--- INSTRUCTIONS TO FOLLOW ---
Once every line holding "tokio" in the listing below has been found, give their number and nothing more.

--- DATASET EXTRACT ---
%%

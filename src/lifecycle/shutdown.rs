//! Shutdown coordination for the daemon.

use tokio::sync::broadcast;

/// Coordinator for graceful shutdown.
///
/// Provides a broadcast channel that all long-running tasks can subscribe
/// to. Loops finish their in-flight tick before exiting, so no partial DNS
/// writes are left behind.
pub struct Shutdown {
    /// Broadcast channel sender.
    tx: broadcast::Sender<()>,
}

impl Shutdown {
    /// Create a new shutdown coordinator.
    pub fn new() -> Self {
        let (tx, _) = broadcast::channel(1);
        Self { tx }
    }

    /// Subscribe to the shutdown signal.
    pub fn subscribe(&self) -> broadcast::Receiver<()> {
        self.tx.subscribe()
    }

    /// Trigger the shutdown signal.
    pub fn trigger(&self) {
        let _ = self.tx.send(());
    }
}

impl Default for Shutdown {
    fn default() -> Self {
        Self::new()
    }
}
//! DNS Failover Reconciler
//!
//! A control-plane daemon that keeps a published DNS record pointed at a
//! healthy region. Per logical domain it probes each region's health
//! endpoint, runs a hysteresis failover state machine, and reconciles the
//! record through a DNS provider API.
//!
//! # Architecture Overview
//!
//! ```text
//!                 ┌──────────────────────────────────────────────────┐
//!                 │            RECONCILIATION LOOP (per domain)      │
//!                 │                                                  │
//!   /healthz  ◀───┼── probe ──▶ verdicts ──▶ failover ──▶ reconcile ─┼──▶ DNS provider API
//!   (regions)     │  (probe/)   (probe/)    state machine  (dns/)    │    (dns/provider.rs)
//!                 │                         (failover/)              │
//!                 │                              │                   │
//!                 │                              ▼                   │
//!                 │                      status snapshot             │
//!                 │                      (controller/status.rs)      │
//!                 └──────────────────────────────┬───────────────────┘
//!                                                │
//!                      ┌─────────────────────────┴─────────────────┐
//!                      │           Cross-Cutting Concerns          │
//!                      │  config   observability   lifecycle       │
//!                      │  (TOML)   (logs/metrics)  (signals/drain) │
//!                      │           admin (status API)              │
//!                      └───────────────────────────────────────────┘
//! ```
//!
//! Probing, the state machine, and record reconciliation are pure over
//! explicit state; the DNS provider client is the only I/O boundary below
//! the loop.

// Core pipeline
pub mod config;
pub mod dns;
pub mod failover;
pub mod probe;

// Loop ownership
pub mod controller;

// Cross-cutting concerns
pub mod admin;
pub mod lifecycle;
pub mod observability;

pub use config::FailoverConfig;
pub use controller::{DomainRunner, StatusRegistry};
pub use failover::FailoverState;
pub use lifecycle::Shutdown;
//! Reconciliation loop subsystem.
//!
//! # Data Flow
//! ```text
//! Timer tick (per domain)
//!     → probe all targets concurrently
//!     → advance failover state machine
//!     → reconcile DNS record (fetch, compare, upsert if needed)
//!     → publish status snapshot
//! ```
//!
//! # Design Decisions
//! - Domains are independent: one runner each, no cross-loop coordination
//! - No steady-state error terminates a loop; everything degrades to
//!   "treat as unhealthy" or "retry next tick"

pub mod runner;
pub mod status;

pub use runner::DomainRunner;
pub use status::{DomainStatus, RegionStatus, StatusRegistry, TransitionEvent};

%%
%%

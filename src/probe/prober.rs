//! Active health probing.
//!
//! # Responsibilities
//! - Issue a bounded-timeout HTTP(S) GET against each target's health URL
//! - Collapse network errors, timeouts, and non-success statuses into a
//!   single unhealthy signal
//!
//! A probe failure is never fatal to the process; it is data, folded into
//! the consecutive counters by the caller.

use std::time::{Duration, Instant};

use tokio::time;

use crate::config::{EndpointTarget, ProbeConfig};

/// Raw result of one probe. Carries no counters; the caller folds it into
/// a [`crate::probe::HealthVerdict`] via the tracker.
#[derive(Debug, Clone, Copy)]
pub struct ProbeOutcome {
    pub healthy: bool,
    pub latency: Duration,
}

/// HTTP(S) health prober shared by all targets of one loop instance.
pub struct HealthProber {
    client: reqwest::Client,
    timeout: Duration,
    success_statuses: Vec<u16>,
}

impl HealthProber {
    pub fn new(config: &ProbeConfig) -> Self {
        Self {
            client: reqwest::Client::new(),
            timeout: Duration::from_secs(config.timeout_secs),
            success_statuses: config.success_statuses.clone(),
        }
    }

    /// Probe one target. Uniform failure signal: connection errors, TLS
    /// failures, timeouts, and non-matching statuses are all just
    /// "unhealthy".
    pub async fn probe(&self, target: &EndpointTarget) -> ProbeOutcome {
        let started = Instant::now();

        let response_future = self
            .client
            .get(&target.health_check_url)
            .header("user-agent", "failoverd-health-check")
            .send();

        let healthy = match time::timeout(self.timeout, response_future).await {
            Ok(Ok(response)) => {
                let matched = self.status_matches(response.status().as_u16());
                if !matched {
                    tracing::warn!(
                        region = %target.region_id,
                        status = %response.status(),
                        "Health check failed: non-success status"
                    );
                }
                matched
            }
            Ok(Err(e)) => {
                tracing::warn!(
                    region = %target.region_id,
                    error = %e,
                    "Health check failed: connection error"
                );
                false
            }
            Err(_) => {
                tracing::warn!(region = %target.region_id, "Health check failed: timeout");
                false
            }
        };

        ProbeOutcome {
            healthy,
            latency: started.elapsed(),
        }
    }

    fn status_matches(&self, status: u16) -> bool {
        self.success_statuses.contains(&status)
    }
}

%%
%%

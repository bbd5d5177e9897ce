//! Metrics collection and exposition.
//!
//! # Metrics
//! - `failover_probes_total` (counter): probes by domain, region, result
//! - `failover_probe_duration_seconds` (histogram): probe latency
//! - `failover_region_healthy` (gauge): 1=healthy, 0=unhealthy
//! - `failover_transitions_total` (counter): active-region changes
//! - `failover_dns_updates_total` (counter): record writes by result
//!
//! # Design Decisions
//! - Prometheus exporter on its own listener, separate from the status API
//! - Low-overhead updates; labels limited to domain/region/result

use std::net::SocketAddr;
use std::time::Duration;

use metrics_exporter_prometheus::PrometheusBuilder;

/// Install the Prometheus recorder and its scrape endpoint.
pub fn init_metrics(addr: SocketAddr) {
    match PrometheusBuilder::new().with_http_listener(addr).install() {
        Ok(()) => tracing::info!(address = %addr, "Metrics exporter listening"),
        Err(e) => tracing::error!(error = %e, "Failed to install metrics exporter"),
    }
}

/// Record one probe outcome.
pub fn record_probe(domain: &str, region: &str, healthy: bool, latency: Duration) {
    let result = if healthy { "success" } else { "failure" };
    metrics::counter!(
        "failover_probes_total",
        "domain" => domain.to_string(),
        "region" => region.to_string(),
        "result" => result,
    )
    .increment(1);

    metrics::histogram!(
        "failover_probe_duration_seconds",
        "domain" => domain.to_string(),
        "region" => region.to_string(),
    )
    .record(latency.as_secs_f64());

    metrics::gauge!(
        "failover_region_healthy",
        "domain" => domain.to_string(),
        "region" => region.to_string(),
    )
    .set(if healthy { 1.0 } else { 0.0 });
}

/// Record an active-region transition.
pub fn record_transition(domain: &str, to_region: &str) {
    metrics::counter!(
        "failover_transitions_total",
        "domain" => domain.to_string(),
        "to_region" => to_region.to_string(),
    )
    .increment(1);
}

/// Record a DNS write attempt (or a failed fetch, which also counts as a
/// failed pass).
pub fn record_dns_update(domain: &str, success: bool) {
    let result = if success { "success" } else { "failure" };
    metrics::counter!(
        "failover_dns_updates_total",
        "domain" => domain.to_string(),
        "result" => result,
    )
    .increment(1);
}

%%

--- RESPONSE AREA ---
2